A group of tourists watch the sun rise from the top of Japan's iconic Mount Fuji.
STORY HIGHLIGHTS
  • The disaster has put the global spotlight on Japanese culture, for good and for ill
  • Japan's volcanic geography shaped its culture, as limited land fostered tight communities
  • The vagueness of Japanese language has raised criticisms in the nuclear disaster
  • "This can be a very good opportunity to awake and to realize we need to start changing"

(CNN) -- As the nuclear crisis mounted in Japan after the one-two punch of earthquake and tsunami, announcements on the public address system at Go Watanabe's Tokyo office last week became increasingly strident.

"The first day it was, 'You may go home'," said Watanabe, a 33-year-old employee at a major Japanese corporation. "On the second day it was, 'You better go home'. By the third day, it was, 'Go home'." Yet Watanabe stayed at the office as late as 2 a.m. each night to finish reports as the March end of the fiscal year loomed.

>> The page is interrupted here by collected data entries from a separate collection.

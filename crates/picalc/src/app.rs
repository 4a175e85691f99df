//! Application entry point and dispatch.

use std::sync::Arc;

use anyhow::{Context, Result};
use tracing::{info, warn};

use picalc_cli::output::{write_to_file, RunReport};
use picalc_cli::{ui, CLIProgressReporter, CLIResultPresenter};
use picalc_core::calculator::SeriesError;
use picalc_core::constants::exit_codes;
use picalc_core::observers::LoggingListener;
use picalc_core::progress::CancellationToken;
use picalc_core::registry::DefaultFactory;
use picalc_core::task::Executor;
use picalc_orchestration::calculator_selection::get_calculators_to_run;
use picalc_orchestration::interfaces::{
    CalculationResult, NullProgressReporter, ProgressReporter, ResultPresenter,
};
use picalc_orchestration::orchestrator::{analyze_comparison_results, execute_calculations};

use crate::config::AppConfig;
use crate::errors::run_exit_code;

/// Run the application and return the process exit code.
pub fn run(config: &AppConfig) -> Result<i32> {
    if let Some(shell) = config.completion {
        let mut cmd = <AppConfig as clap::CommandFactory>::command();
        picalc_cli::completion::generate_completion(&mut cmd, shell, &mut std::io::stdout());
        return Ok(exit_codes::SUCCESS);
    }

    let cancel = CancellationToken::new();
    install_ctrlc_handler(cancel.clone());
    run_with_token(config, &cancel)
}

/// Run the calculations `config` asks for under `cancel`.
pub fn run_with_token(config: &AppConfig, cancel: &CancellationToken) -> Result<i32> {
    let request = config.request()?;
    let factory = DefaultFactory::new(Executor::new(config.threads)?);
    let calculators = get_calculators_to_run(&config.formula, &factory)?;

    if config.verbose {
        let logger: Arc<LoggingListener> = Arc::new(LoggingListener::default());
        for calc in &calculators {
            calc.add_listener(Arc::clone(&logger) as _);
        }
    }

    let reporter: Box<dyn ProgressReporter> = if config.progress && !config.quiet && !config.json
    {
        Box::new(CLIProgressReporter::new())
    } else {
        Box::new(NullProgressReporter)
    };

    info!(
        formula = %config.formula,
        threads = factory.executor().num_threads(),
        "starting run"
    );
    let results = execute_calculations(&calculators, &request, cancel, reporter.as_ref());
    let comparison = (results.len() > 1).then(|| analyze_comparison_results(&results));

    if config.json {
        let report = RunReport::new(&results, comparison.as_ref().map(Result::is_ok));
        println!("{}", report.to_json()?);
    } else {
        present(config, &results, comparison.as_ref());
    }

    if let Some(path) = &config.output {
        if let Some(value) = results.iter().find_map(|r| r.outcome.as_ref().ok()) {
            write_to_file(path, value)
                .with_context(|| format!("writing result to {}", path.display()))?;
        }
    }

    Ok(run_exit_code(&results, comparison.as_ref()))
}

fn present(
    config: &AppConfig,
    results: &[CalculationResult],
    comparison: Option<&Result<(), SeriesError>>,
) {
    let presenter = CLIResultPresenter::new(config.verbose, config.quiet);
    for result in results {
        presenter.present_result(result, config.details);
    }

    if results.len() > 1 {
        presenter.present_comparison(results);
    }

    match comparison {
        Some(Ok(())) if !config.quiet => ui::print_success("all formulas agree"),
        Some(Err(e)) => presenter.present_error(&e.to_string()),
        _ => {}
    }
}

fn install_ctrlc_handler(cancel: CancellationToken) {
    if let Err(e) = ctrlc::set_handler(move || cancel.cancel()) {
        warn!(error = %e, "Ctrl+C handler not installed");
    }
}
//! Memoizing factorial provider shared by concurrently running term tasks.

use std::collections::BTreeMap;
use std::sync::Arc;

use num_bigint::BigUint;
use num_traits::One;
use parking_lot::RwLock;
use tracing::trace;

use crate::calculator::{to_index, SeriesError};

/// Thread-safe, monotonically growing cache of `n!`.
///
/// Lookups continue from the largest cached factorial below `n`, so a
/// series that requests `0!, 1!, 2!, ...` multiplies each step once.
/// Two callers racing on the same `n` may both compute it; the first
/// insert wins and both observe equal values.
pub struct FactorialCache {
    cache: RwLock<BTreeMap<u32, Arc<BigUint>>>,
}

impl FactorialCache {
    /// Create an empty cache.
    #[must_use]
    pub fn new() -> Self {
        Self {
            cache: RwLock::new(BTreeMap::new()),
        }
    }

    /// `n!` for a caller-supplied integer. Negative `n` is rejected.
    ///
    /// # Example
    /// ```
    /// use picalc_core::factorial::FactorialCache;
    ///
    /// let cache = FactorialCache::new();
    /// assert_eq!(cache.factorial(5).unwrap().to_string(), "120");
    /// assert!(cache.factorial(-1).is_err());
    /// ```
    pub fn factorial(&self, n: i64) -> Result<BigUint, SeriesError> {
        let n = to_index(n, "factorial argument")?;
        Ok(self.get(n).as_ref().clone())
    }

    /// Shared `n!`, computing and caching it if absent.
    pub fn get(&self, n: u32) -> Arc<BigUint> {
        if n <= 1 {
            return Arc::new(BigUint::one());
        }

        let (start, mut acc) = {
            let cache = self.cache.read();
            if let Some(value) = cache.get(&n) {
                return Arc::clone(value);
            }
            match cache.range(..n).next_back() {
                Some((&m, value)) => (m, value.as_ref().clone()),
                None => (1, BigUint::one()),
            }
        };

        trace!(n, from = start, "computing factorial");
        for i in start + 1..=n {
            acc *= i;
        }

        let mut cache = self.cache.write();
        Arc::clone(cache.entry(n).or_insert_with(|| Arc::new(acc)))
    }

    /// Whether `n!` is already cached.
    #[must_use]
    pub fn contains(&self, n: u32) -> bool {
        self.cache.read().contains_key(&n)
    }

    /// Number of cached entries.
    #[must_use]
    pub fn len(&self) -> usize {
        self.cache.read().len()
    }

    /// Whether the cache holds no entries.
    #[must_use]
    pub fn is_empty(&self) -> bool {
        self.cache.read().is_empty()
    }
}

impl Default for FactorialCache {
    fn default() -> Self {
        Self::new()
    }
}
//! # picalc-orchestration
//!
//! Calculator selection, bounded execution, and cross-formula validation.

pub mod calculator_selection;
pub mod interfaces;
pub mod orchestrator;

pub use interfaces::{CalculationResult, ProgressReporter, ResultPresenter};
pub use orchestrator::{analyze_comparison_results, execute_calculations, CalculationRequest};
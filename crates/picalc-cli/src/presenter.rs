//! CLI result presenter and progress reporter.

use std::sync::Arc;

use indicatif::{MultiProgress, ProgressDrawTarget};
use parking_lot::Mutex;
use tracing::debug;

use picalc_core::formula::Formula;
use picalc_core::observer::ProgressListener;
use picalc_orchestration::interfaces::{CalculationResult, ProgressReporter, ResultPresenter};

use crate::output::{format_duration, format_number, format_result};
use crate::progress_bar::ProgressBarListener;
use crate::ui;

/// CLI result presenter.
pub struct CLIResultPresenter {
    verbose: bool,
    quiet: bool,
}

impl CLIResultPresenter {
    #[must_use]
    pub fn new(verbose: bool, quiet: bool) -> Self {
        Self { verbose, quiet }
    }
}

impl ResultPresenter for CLIResultPresenter {
    fn present_result(&self, result: &CalculationResult, details: bool) {
        let value = match &result.outcome {
            Ok(value) => value,
            Err(e) => {
                self.present_error(&format!("{}: {e}", result.formula));
                return;
            }
        };

        if self.quiet {
            println!("{value}");
            return;
        }

        println!("Formula: {}", result.formula);
        println!("Iterations: {}", format_number(result.iterations));
        println!("Precision: {}", result.precision);
        println!("Duration: {}", format_duration(result.duration));

        if details {
            println!("Terms summed: {}", format_number(result.iterations + 1));
            println!("Significant digits: {}", value.significant_digits());
        }

        println!("pi = {}", format_result(value, self.verbose));
    }

    fn present_comparison(&self, results: &[CalculationResult]) {
        if self.quiet {
            return;
        }

        ui::print_header("Comparison");
        for result in results {
            let status = if result.outcome.is_err() { "ERROR" } else { "OK" };
            println!(
                "  {:<12} {:>10} {:>12} [{}]",
                result.formula.name(),
                format_number(result.iterations),
                format_duration(result.duration),
                status,
            );
        }
    }

    fn present_error(&self, error: &str) {
        ui::print_error(error);
    }
}

/// Progress reporter drawing one bar per formula on stderr.
pub struct CLIProgressReporter {
    multi: MultiProgress,
    bars: Mutex<Vec<Arc<ProgressBarListener>>>,
}

impl CLIProgressReporter {
    /// Reporter drawing to stderr (hidden when stderr is not a terminal).
    #[must_use]
    pub fn new() -> Self {
        Self::with_target(ProgressDrawTarget::stderr())
    }

    /// Reporter drawing to `target`.
    #[must_use]
    pub fn with_target(target: ProgressDrawTarget) -> Self {
        Self {
            multi: MultiProgress::with_draw_target(target),
            bars: Mutex::new(Vec::new()),
        }
    }

    /// Number of bars created so far.
    #[must_use]
    pub fn bar_count(&self) -> usize {
        self.bars.lock().len()
    }
}

impl Default for CLIProgressReporter {
    fn default() -> Self {
        Self::new()
    }
}

impl ProgressReporter for CLIProgressReporter {
    fn begin(&self, formula: Formula, terms: u64) -> Option<Arc<dyn ProgressListener>> {
        debug!(%formula, terms, "attaching progress bar");
        let listener = Arc::new(ProgressBarListener::new(&self.multi, formula, terms));
        self.bars.lock().push(Arc::clone(&listener));
        Some(listener)
    }

    fn complete(&self) {
        for bar in self.bars.lock().drain(..) {
            bar.finish();
        }
    }
}
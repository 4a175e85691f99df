//! # picalc-cli
//!
//! CLI output, progress bars, JSON reports, and shell completion.

pub mod completion;
pub mod output;
pub mod presenter;
pub mod progress_bar;
pub mod ui;

pub use presenter::{CLIProgressReporter, CLIResultPresenter};
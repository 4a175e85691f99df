//! Composable asynchronous tasks on a rayon thread pool.
//!
//! A [`Task`] is a handle to a value that will be produced on the pool.
//! Downstream work is attached with [`Task::map`] and [`Task::combine`];
//! continuations never block a pool thread, they are scheduled once the
//! upstream outcome is known. [`Task::wait`] is the only blocking call.
//!
//! [`Task::cancel`] finishes one task as cancelled; only its downstream
//! tasks observe the cancellation. All tasks created through one
//! [`TaskScope`] share its [`CancellationToken`], and [`Task::cancel_graph`]
//! trips it to stop every queued task of the scope from starting.

use std::any::Any;
use std::fmt;
use std::panic::{catch_unwind, AssertUnwindSafe};
use std::sync::Arc;
use std::time::{Duration, Instant};

use parking_lot::{Condvar, Mutex};
use rayon::ThreadPool;
use tracing::debug;

use crate::calculator::SeriesError;
use crate::progress::CancellationToken;

/// Terminal outcome of a task.
pub type Outcome<T> = Result<T, SeriesError>;

type Continuation<T> = Box<dyn FnOnce(&Outcome<T>) + Send>;

/// Thread pool that runs task bodies.
#[derive(Clone)]
pub struct Executor {
    pool: Arc<ThreadPool>,
}

impl Executor {
    /// Build a dedicated pool. `0` threads selects rayon's default.
    pub fn new(num_threads: usize) -> Result<Self, SeriesError> {
        let pool = rayon::ThreadPoolBuilder::new()
            .num_threads(num_threads)
            .thread_name(|i| format!("picalc-worker-{i}"))
            .build()
            .map_err(|e| SeriesError::Config(format!("failed to build thread pool: {e}")))?;
        debug!(threads = pool.current_num_threads(), "executor created");
        Ok(Self {
            pool: Arc::new(pool),
        })
    }

    /// Wrap an existing pool.
    #[must_use]
    pub fn from_pool(pool: Arc<ThreadPool>) -> Self {
        Self { pool }
    }

    /// Number of worker threads.
    #[must_use]
    pub fn num_threads(&self) -> usize {
        self.pool.current_num_threads()
    }

    /// Run `job` on the pool, fire and forget.
    pub fn spawn<F>(&self, job: F)
    where
        F: FnOnce() + Send + 'static,
    {
        self.pool.spawn(job);
    }
}

impl fmt::Debug for Executor {
    fn fmt(&self, f: &mut fmt::Formatter<'_>) -> fmt::Result {
        f.debug_struct("Executor")
            .field("threads", &self.num_threads())
            .finish()
    }
}

/// Executor plus the cancellation token shared by one task graph.
#[derive(Debug, Clone)]
pub struct TaskScope {
    executor: Executor,
    cancel: CancellationToken,
}

impl TaskScope {
    /// Fresh scope with its own token.
    #[must_use]
    pub fn new(executor: Executor) -> Self {
        Self::with_token(executor, CancellationToken::new())
    }

    /// Scope bound to an existing token.
    #[must_use]
    pub fn with_token(executor: Executor, cancel: CancellationToken) -> Self {
        Self { executor, cancel }
    }

    /// Executor of this scope.
    #[must_use]
    pub fn executor(&self) -> &Executor {
        &self.executor
    }

    /// Token shared by every task of this scope.
    #[must_use]
    pub fn token(&self) -> &CancellationToken {
        &self.cancel
    }

    /// Stop every task of this scope that has not started yet.
    pub fn cancel(&self) {
        self.cancel.cancel();
    }

    /// Run `work` on the pool.
    pub fn submit<T, F>(&self, work: F) -> Task<T>
    where
        T: Clone + Send + Sync + 'static,
        F: FnOnce() -> T + Send + 'static,
    {
        self.try_submit(move || Ok(work()))
    }

    /// Run fallible `work` on the pool.
    pub fn try_submit<T, F>(&self, work: F) -> Task<T>
    where
        T: Clone + Send + Sync + 'static,
        F: FnOnce() -> Outcome<T> + Send + 'static,
    {
        let task = Task::pending(self.clone());
        task.schedule(work);
        task
    }

    /// Task already completed with `value`.
    pub fn completed<T>(&self, value: T) -> Task<T>
    where
        T: Clone + Send + Sync + 'static,
    {
        Task::resolved(self.clone(), Ok(value))
    }

    /// Task already failed with `error`.
    pub fn failed<T>(&self, error: SeriesError) -> Task<T>
    where
        T: Clone + Send + Sync + 'static,
    {
        Task::resolved(self.clone(), Err(error))
    }
}

/// Observable state of a task.
#[derive(Debug, Clone, Copy, PartialEq, Eq)]
pub enum TaskStatus {
    /// Not yet started.
    Pending,
    /// Body is executing.
    Running,
    /// Produced a value.
    Completed,
    /// Produced an error.
    Failed,
    /// Cancelled before producing a value.
    Cancelled,
}

struct State<T> {
    outcome: Option<Arc<Outcome<T>>>,
    running: bool,
    continuations: Vec<Continuation<T>>,
}

struct Inner<T> {
    state: Mutex<State<T>>,
    ready: Condvar,
}

/// Handle to an asynchronously produced value.
///
/// Cloning the handle is cheap; all clones observe the same outcome.
///
/// # Example
/// ```
/// use picalc_core::task::{Executor, TaskScope};
///
/// let scope = TaskScope::new(Executor::new(2).unwrap());
/// let a = scope.submit(|| 20u64);
/// let b = a.map(|x| x + 1);
/// let sum = a.combine(&b, |x, y| x + y);
/// assert_eq!(sum.wait().unwrap(), 41);
/// ```
pub struct Task<T> {
    inner: Arc<Inner<T>>,
    scope: TaskScope,
}

impl<T> Clone for Task<T> {
    fn clone(&self) -> Self {
        Self {
            inner: Arc::clone(&self.inner),
            scope: self.scope.clone(),
        }
    }
}

impl<T> Task<T>
where
    T: Clone + Send + Sync + 'static,
{
    fn pending(scope: TaskScope) -> Self {
        Self {
            inner: Arc::new(Inner {
                state: Mutex::new(State {
                    outcome: None,
                    running: false,
                    continuations: Vec::new(),
                }),
                ready: Condvar::new(),
            }),
            scope,
        }
    }

    fn resolved(scope: TaskScope, outcome: Outcome<T>) -> Self {
        let task = Self::pending(scope);
        task.finish(outcome);
        task
    }

    /// Task already completed with `value`, bound to `scope`.
    pub fn completed(scope: &TaskScope, value: T) -> Self {
        scope.completed(value)
    }

    fn schedule<F>(&self, work: F)
    where
        F: FnOnce() -> Outcome<T> + Send + 'static,
    {
        let handle = self.clone();
        self.scope.executor.spawn(move || handle.run(work));
    }

    fn run<F>(&self, work: F)
    where
        F: FnOnce() -> Outcome<T>,
    {
        if let Err(e) = self.scope.cancel.check_cancelled() {
            self.finish(Err(e));
            return;
        }
        {
            let mut state = self.inner.state.lock();
            if state.outcome.is_some() {
                return;
            }
            state.running = true;
        }
        let outcome = match catch_unwind(AssertUnwindSafe(work)) {
            Ok(outcome) => outcome,
            Err(payload) => Err(SeriesError::ComputationFailed(panic_message(
                payload.as_ref(),
            ))),
        };
        self.finish(outcome);
    }

    /// Record the terminal outcome. Returns `false` if one was already set.
    fn finish(&self, outcome: Outcome<T>) -> bool {
        let (outcome, continuations) = {
            let mut state = self.inner.state.lock();
            if state.outcome.is_some() {
                return false;
            }
            let outcome = Arc::new(outcome);
            state.outcome = Some(Arc::clone(&outcome));
            state.running = false;
            self.inner.ready.notify_all();
            (outcome, std::mem::take(&mut state.continuations))
        };
        for continuation in continuations {
            continuation(&outcome);
        }
        true
    }

    /// Scope this task belongs to.
    #[must_use]
    pub fn scope(&self) -> &TaskScope {
        &self.scope
    }

    /// Invoke `callback` with the outcome once it is known.
    ///
    /// Runs immediately on the calling thread if the task already finished,
    /// otherwise on the thread that finishes it.
    pub fn on_complete<F>(&self, callback: F)
    where
        F: FnOnce(&Outcome<T>) + Send + 'static,
    {
        let outcome = {
            let mut state = self.inner.state.lock();
            match &state.outcome {
                Some(outcome) => Arc::clone(outcome),
                None => {
                    state.continuations.push(Box::new(callback));
                    return;
                }
            }
        };
        callback(&outcome);
    }

    /// Downstream task applying `f` to this task's value.
    pub fn map<U, F>(&self, f: F) -> Task<U>
    where
        U: Clone + Send + Sync + 'static,
        F: FnOnce(T) -> U + Send + 'static,
    {
        self.try_map(move |value| Ok(f(value)))
    }

    /// Downstream task applying fallible `f` to this task's value.
    pub fn try_map<U, F>(&self, f: F) -> Task<U>
    where
        U: Clone + Send + Sync + 'static,
        F: FnOnce(T) -> Outcome<U> + Send + 'static,
    {
        let downstream = Task::pending(self.scope.clone());
        let handle = downstream.clone();
        self.on_complete(move |outcome| match outcome {
            Ok(value) => {
                let value = value.clone();
                handle.schedule(move || f(value));
            }
            Err(err) => {
                handle.finish(Err(err.clone()));
            }
        });
        downstream
    }

    /// Downstream task applying `f` to the values of `self` and `other`.
    pub fn combine<U, V, F>(&self, other: &Task<U>, f: F) -> Task<V>
    where
        U: Clone + Send + Sync + 'static,
        V: Clone + Send + Sync + 'static,
        F: FnOnce(T, U) -> V + Send + 'static,
    {
        self.try_combine(other, move |a, b| Ok(f(a, b)))
    }

    /// Downstream task applying fallible `f` to the values of `self` and `other`.
    ///
    /// Fails with the first error observed; `self` is inspected first.
    pub fn try_combine<U, V, F>(&self, other: &Task<U>, f: F) -> Task<V>
    where
        U: Clone + Send + Sync + 'static,
        V: Clone + Send + Sync + 'static,
        F: FnOnce(T, U) -> Outcome<V> + Send + 'static,
    {
        let downstream = Task::pending(self.scope.clone());
        let handle = downstream.clone();
        let other = other.clone();
        self.on_complete(move |first| match first {
            Ok(a) => {
                let a = a.clone();
                other.on_complete(move |second| match second {
                    Ok(b) => {
                        let b = b.clone();
                        handle.schedule(move || f(a, b));
                    }
                    Err(err) => {
                        handle.finish(Err(err.clone()));
                    }
                });
            }
            Err(err) => {
                handle.finish(Err(err.clone()));
            }
        });
        downstream
    }

    /// Block until the task finishes and return its outcome.
    ///
    /// Must not be called from a pool thread of the same executor.
    pub fn wait(&self) -> Outcome<T> {
        let mut state = self.inner.state.lock();
        loop {
            if let Some(outcome) = &state.outcome {
                return outcome.as_ref().clone();
            }
            self.inner.ready.wait(&mut state);
        }
    }

    /// Block for at most `timeout`; `None` if the task is still unfinished.
    pub fn wait_timeout(&self, timeout: Duration) -> Option<Outcome<T>> {
        let deadline = Instant::now() + timeout;
        let mut state = self.inner.state.lock();
        loop {
            if let Some(outcome) = &state.outcome {
                return Some(outcome.as_ref().clone());
            }
            if self.inner.ready.wait_until(&mut state, deadline).timed_out() {
                return state.outcome.as_ref().map(|o| o.as_ref().clone());
            }
        }
    }

    /// Cancel this task. Its body is skipped if not yet started and its
    /// downstream tasks finish cancelled; upstream and sibling tasks are
    /// unaffected.
    ///
    /// Work already running is not interrupted. Returns `false` if the task
    /// had already finished.
    pub fn cancel(&self) -> bool {
        let cancelled = self.finish(Err(SeriesError::Cancelled));
        if cancelled {
            debug!("task cancelled");
        }
        cancelled
    }

    /// Cancel this task and every task of its scope that has not started.
    ///
    /// Meant for the final task of a graph. Returns `false` if this task had
    /// already finished, in which case the scope is left untouched.
    pub fn cancel_graph(&self) -> bool {
        if self.is_finished() {
            return false;
        }
        self.scope.cancel();
        self.cancel()
    }

    /// Current state.
    #[must_use]
    pub fn status(&self) -> TaskStatus {
        let state = self.inner.state.lock();
        match state.outcome.as_deref() {
            None if state.running => TaskStatus::Running,
            None => TaskStatus::Pending,
            Some(Ok(_)) => TaskStatus::Completed,
            Some(Err(SeriesError::Cancelled)) => TaskStatus::Cancelled,
            Some(Err(_)) => TaskStatus::Failed,
        }
    }

    /// Whether a terminal outcome is recorded.
    #[must_use]
    pub fn is_finished(&self) -> bool {
        self.inner.state.lock().outcome.is_some()
    }
}

impl<T> fmt::Debug for Task<T>
where
    T: Clone + Send + Sync + 'static,
{
    fn fmt(&self, f: &mut fmt::Formatter<'_>) -> fmt::Result {
        f.debug_struct("Task")
            .field("status", &self.status())
            .finish_non_exhaustive()
    }
}

fn panic_message(payload: &(dyn Any + Send)) -> String {
    let detail = payload
        .downcast_ref::<&str>()
        .map(|s| (*s).to_string())
        .or_else(|| payload.downcast_ref::<String>().cloned())
        .unwrap_or_else(|| "unknown panic".to_string());
    format!("task panicked: {detail}")
}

Watanabe's diligence at his desk in the face of national crisis exemplifies Japan's legendary work ethic. (After all, this is a nation recognizes karoshi -- death by overwork -- as a legal cause of death.) But the three-fold disasters facing the world's third largest economy has put the global spotlight on Japan and its culture, for good and for ill. Underlining much of the coverage seems to be this question: Are the Japanese different?

"The Japanese love to say it themselves -- this Nihonjinron thing, talking about 'we Japanese'," said historian John Dower, the Pulitzer-Prize winning author of "Embracing Defeat: Japan in the Wake of World War II." "The Japanese are always stressing their uniqueness ... but the very topic is fraught with peril."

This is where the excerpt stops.